Brown's Prop 30 raises taxes retroactively
By John Seiler
One little known aspect of Proposition 30 is that it increases income taxes retroactively for 2012. Approved by 54 percent of California on Nov. 6, the initiative grabs $6 billion a year, mainly by raising income taxes on “millionaires” who make $250,000 or more a year.
But $5 billion from “rich” people is going to be due quickly for the 2012 tax year.
The U.S. Constitution explicitly bans “ex post facto” laws, which are laws that affect actions from before the law was enacted. For example, if tomorrow the U.S. government brings back alcohol prohibition, it can’t jail you for the beer you chugged yesterday. According to Article I, Section 9 of the Constitution: “No Bill of Attainder or ex post facto Law shall be passed.”

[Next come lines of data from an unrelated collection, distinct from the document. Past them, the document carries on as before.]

//! Route handler for signing out.

use axum::response::Redirect;
use axum_extra::extract::PrivateCookieJar;

use crate::{auth::cookie::invalidate_session_cookie, endpoints};

/// Remove the session cookie and redirect the client to the sign in page.
pub async fn get_log_out(jar: PrivateCookieJar) -> (PrivateCookieJar, Redirect) {
    (
        invalidate_session_cookie(jar),
        Redirect::to(endpoints::SIGN_IN_VIEW),
    )
}
//! The dashboard shows the user's income and expenses per month of a year or
//! per day of a month.

use std::sync::{Arc, Mutex};

use axum::{
    Extension,
    extract::{FromRef, State},
    response::{IntoResponse, Redirect, Response},
};
use axum_extra::extract::Query;
use maud::{Markup, html};
use rusqlite::Connection;
use serde::Deserialize;
use time::{Month, OffsetDateTime};

use crate::{
    AppState, Error, endpoints,
    history::{HistoryPoint, HistoryQuery, Period, Timeframe, get_history},
    html::{
        LINK_STYLE, PAGE_CONTAINER_STYLE, TABLE_CELL_STYLE, TABLE_HEADER_STYLE, TABLE_ROW_STYLE,
        base, format_currency, link,
    },
    navigation::NavBar,
    user::{UserId, get_or_create_user},
};

const TABLE_CELL_GREEN_STYLE: &str = "text-green-600 dark:text-green-400";
const TABLE_CELL_RED_STYLE: &str = "text-red-600 dark:text-red-400";

/// The state needed for displaying the dashboard page.
#[derive(Debug, Clone)]
pub struct DashboardState {
    /// The database connection the history is read from.
    pub db_connection: Arc<Mutex<Connection>>,
}

impl FromRef<AppState> for DashboardState {
    fn from_ref(state: &AppState) -> Self {
        Self {
            db_connection: state.db_connection.clone(),
        }
    }
}

/// The history shown on the dashboard. Missing fields default to the yearly
/// view of the current year.
#[derive(Debug, Default, Deserialize)]
pub struct DashboardQuery {
    #[serde(rename = "timeFrame")]
    pub timeframe: Option<Timeframe>,
    pub year: Option<i32>,
    /// Zero-indexed, like [HistoryQuery::month].
    pub month: Option<u8>,
}

impl DashboardQuery {
    fn with_defaults(&self, today: time::Date) -> HistoryQuery {
        HistoryQuery {
            timeframe: self.timeframe.unwrap_or(Timeframe::Year),
            year: self.year.unwrap_or(today.year()),
            month: self.month.unwrap_or(u8::from(today.month()) - 1),
        }
    }
}

/// Route handler for the dashboard page.
///
/// Users that have not chosen a currency yet are sent to the currency
/// selection page first.
pub async fn get_dashboard_page(
    State(state): State<DashboardState>,
    Extension(user_id): Extension<UserId>,
    Query(query): Query<DashboardQuery>,
) -> Result<Response, Error> {
    let query = query.with_defaults(OffsetDateTime::now_utc().date());
    let period = query.period()?;

    let connection = state
        .db_connection
        .lock()
        .inspect_err(|error| tracing::error!("could not acquire database lock: {error}"))
        .map_err(|_| Error::DatabaseLockError)?;

    let user = get_or_create_user(&user_id, &connection)?;
    let Some(currency) = user.currency() else {
        return Ok(Redirect::to(endpoints::SELECT_CURRENCY_VIEW).into_response());
    };

    let history = get_history(&*connection, &user_id, query.timeframe, period)
        .inspect_err(|error| tracing::error!("Could not get history for {user_id}: {error}"))?;

    Ok(dashboard_view(&history, query.timeframe, period, currency.symbol).into_response())
}

fn dashboard_view(
    history: &[HistoryPoint],
    timeframe: Timeframe,
    period: Period,
    currency_symbol: &str,
) -> Markup {
    let nav_bar = NavBar::new(endpoints::DASHBOARD_VIEW).into_html();
    let title = match timeframe {
        Timeframe::Year => period.year.to_string(),
        Timeframe::Month => format!("{} {}", month_name(period.month), period.year),
    };
    let (previous, next) = neighbours(timeframe, period);
    let other_view = match timeframe {
        Timeframe::Year => ("View by day", dashboard_url(Timeframe::Month, period)),
        Timeframe::Month => ("View by month", dashboard_url(Timeframe::Year, period)),
    };
    let total_income: f64 = history.iter().map(|point| point.income).sum();
    let total_expense: f64 = history.iter().map(|point| point.expense).sum();

    let table_row = |point: &HistoryPoint| {
        let label = match point.day {
            Some(day) => day.to_string(),
            None => month_name(point.month).to_string(),
        };
        let balance = point.income - point.expense;

        html!(
            tr class=(TABLE_ROW_STYLE)
            {
                th scope="row" class=(TABLE_CELL_STYLE) { (label) }
                td class=(TABLE_CELL_STYLE) { (format_currency(point.income, currency_symbol)) }
                td class=(TABLE_CELL_STYLE) { (format_currency(point.expense, currency_symbol)) }
                td class={ (TABLE_CELL_STYLE) " " (amount_color_class(balance)) }
                {
                    (format_currency(balance, currency_symbol))
                }
            }
        )
    };

    let content = html!(
        (nav_bar)

        div class=(PAGE_CONTAINER_STYLE)
        {
            div class="w-full max-w-4xl space-y-4"
            {
                div class="flex justify-between flex-wrap items-end"
                {
                    h1 class="text-xl font-bold" { "History for " (title) }

                    div class="flex gap-4"
                    {
                        @if let Some(previous) = previous {
                            a href=(previous) class=(LINK_STYLE) rel="prev" { "Previous" }
                        }
                        @if let Some(next) = next {
                            a href=(next) class=(LINK_STYLE) rel="next" { "Next" }
                        }
                        a href=(other_view.1) class=(LINK_STYLE) { (other_view.0) }
                    }
                }

                div
                    id="history-chart"
                    data-url=(history_data_url(timeframe, period))
                    data-currency=(currency_symbol)
                {}

                @if history.is_empty() {
                    p class="text-gray-500 dark:text-gray-400"
                    {
                        "No transactions recorded for " (title) ". "
                        (link(endpoints::TRANSACTIONS_VIEW, "Record a transaction"))
                    }
                } @else {
                    table class="w-full text-sm text-left rtl:text-right text-gray-500 dark:text-gray-400"
                    {
                        thead class=(TABLE_HEADER_STYLE)
                        {
                            tr
                            {
                                th scope="col" class=(TABLE_CELL_STYLE)
                                {
                                    @match timeframe {
                                        Timeframe::Year => "Month",
                                        Timeframe::Month => "Day",
                                    }
                                }
                                th scope="col" class=(TABLE_CELL_STYLE) { "Income" }
                                th scope="col" class=(TABLE_CELL_STYLE) { "Expense" }
                                th scope="col" class=(TABLE_CELL_STYLE) { "Balance" }
                            }
                        }

                        tbody
                        {
                            @for point in history {
                                (table_row(point))
                            }
                        }

                        tfoot class="font-semibold"
                        {
                            tr
                            {
                                th scope="row" class=(TABLE_CELL_STYLE) { "Total" }
                                td class=(TABLE_CELL_STYLE) { (format_currency(total_income, currency_symbol)) }
                                td class=(TABLE_CELL_STYLE) { (format_currency(total_expense, currency_symbol)) }
                                td class={ (TABLE_CELL_STYLE) " " (amount_color_class(total_income - total_expense)) }
                                {
                                    (format_currency(total_income - total_expense, currency_symbol))
                                }
                            }
                        }
                    }
                }
            }
        }
    );

    base("Dashboard", &content)
}

fn amount_color_class(amount: f64) -> &'static str {
    if amount >= 0.0 {
        TABLE_CELL_GREEN_STYLE
    } else {
        TABLE_CELL_RED_STYLE
    }
}

fn month_name(month: u8) -> Month {
    Month::January.nth_next(month)
}

/// The periods before and after `period` as dashboard URLs, or `None` where
/// that period is out of range.
fn neighbours(timeframe: Timeframe, period: Period) -> (Option<String>, Option<String>) {
    let (previous, next) = match timeframe {
        Timeframe::Year => (
            Period {
                year: period.year - 1,
                ..period
            },
            Period {
                year: period.year + 1,
                ..period
            },
        ),
        Timeframe::Month if period.month == 0 => (
            Period {
                year: period.year - 1,
                month: 11,
            },
            Period {
                year: period.year,
                month: 1,
            },
        ),
        Timeframe::Month if period.month == 11 => (
            Period {
                year: period.year,
                month: 10,
            },
            Period {
                year: period.year + 1,
                month: 0,
            },
        ),
        Timeframe::Month => (
            Period {
                month: period.month - 1,
                ..period
            },
            Period {
                month: period.month + 1,
                ..period
            },
        ),
    };

    let url_if_valid = |period: Period| {
        history_query(timeframe, period)
            .period()
            .is_ok()
            .then(|| dashboard_url(timeframe, period))
    };

    (url_if_valid(previous), url_if_valid(next))
}

fn history_query(timeframe: Timeframe, period: Period) -> HistoryQuery {
    HistoryQuery {
        timeframe,
        year: period.year,
        month: period.month,
    }
}

fn period_url(path: &str, timeframe: Timeframe, period: Period) -> String {
    match serde_urlencoded::to_string(history_query(timeframe, period)) {
        Ok(query) => format!("{path}?{query}"),
        Err(error) => {
            tracing::error!("Could not encode the query for {period:?}: {error}");
            path.to_owned()
        }
    }
}

fn dashboard_url(timeframe: Timeframe, period: Period) -> String {
    period_url(endpoints::DASHBOARD_VIEW, timeframe, period)
}

fn history_data_url(timeframe: Timeframe, period: Period) -> String {
    period_url(endpoints::HISTORY_DATA, timeframe, period)
}

#[cfg(test)]
mod dashboard_query_tests {
    use time::macros::date;

    use crate::history::Timeframe;

    use super::DashboardQuery;

    #[test]
    fn defaults_to_current_year() {
        let query = DashboardQuery::default().with_defaults(date!(2025 - 06 - 15));

        assert_eq!(query.timeframe, Timeframe::Year);
        assert_eq!(query.year, 2025);
        assert_eq!(query.month, 5);
    }

    #[test]
    fn keeps_given_values() {
        let query = DashboardQuery {
            timeframe: Some(Timeframe::Month),
            year: Some(2024),
            month: Some(1),
        }
        .with_defaults(date!(2025 - 06 - 15));

        assert_eq!(query.timeframe, Timeframe::Month);
        assert_eq!(query.year, 2024);
        assert_eq!(query.month, 1);
    }
}
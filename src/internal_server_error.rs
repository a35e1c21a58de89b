//! Defines the template and route handler for the page to display for an internal server error.
use axum::{
    http::StatusCode,
    response::{Html, IntoResponse, Response},
};

use crate::html::error_view;

pub struct InternalServerError<'a> {
    pub description: &'a str,
    pub fix: &'a str,
}

impl Default for InternalServerError<'_> {
    fn default() -> Self {
        Self {
            description: "Sorry, something went wrong.",
            fix: "Try again later or check the server logs",
        }
    }
}

impl InternalServerError<'_> {
    pub fn into_html(self) -> Html<String> {
        Html(error_view("Internal Server Error", "500", self.description, self.fix).into_string())
    }
}

impl IntoResponse for InternalServerError<'_> {
    fn into_response(self) -> Response {
        (StatusCode::INTERNAL_SERVER_ERROR, self.into_html()).into_response()
    }
}

pub async fn get_internal_server_error_page() -> Response {
    InternalServerError::default().into_response()
}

And for good measure, Article I, Section 10 reiterates: “No State shall…pass any…ex post facto Law….”
Unfortunately, as in so many areas, federal courts have not enforced this part of the Constitution. The last time this came up was almost two decades ago, when President Clinton imposed higher taxes retroactive to Jan. 1 of that year.
Explained an Aug. 4, 1993 editorial in the Orange County Register, where I was an editorial writer:
“The retroactive scheme is a twist on what is called an ex-post-facto law, the unjust practice of making something illegal after the fact, so you imprison somebody for having done something in the past that was perfectly acceptable then but was declared illegal sometime later.
“That kind of ‘justice’ is common in tyrannical states, but it is outlawed under the United States Constitution.
“Not everyone will be hit with the new retroactive tax. In his speech last night plumping for the scheme, the president lamented, ‘I don’t like taxes any more than you do.’ No kidding. Perhaps that’s why the president’s wife, Hillary Rodham Clinton, cashed in the family investments last Dec. 31 , just hours before the new fiscal year began.
“Last December, most Americans still believed the Clinton promises of a middle-class tax cut. Hillary presciently put less trust in her husband.
“Last night Mr. Clinton announced, ‘It has been 30 years since a president asked Americans to take personal responsibility’ for American prosperity. That was when President John Kennedy cut taxes, producing a decade of prosperity. Mr. Clinton is doing the opposite.
“As ‘Tonight Show’ host Jay Leno quipped, if Mr. Clinton makes the tax increase retroactive to January, voters should be given a new election retroactive to last November.”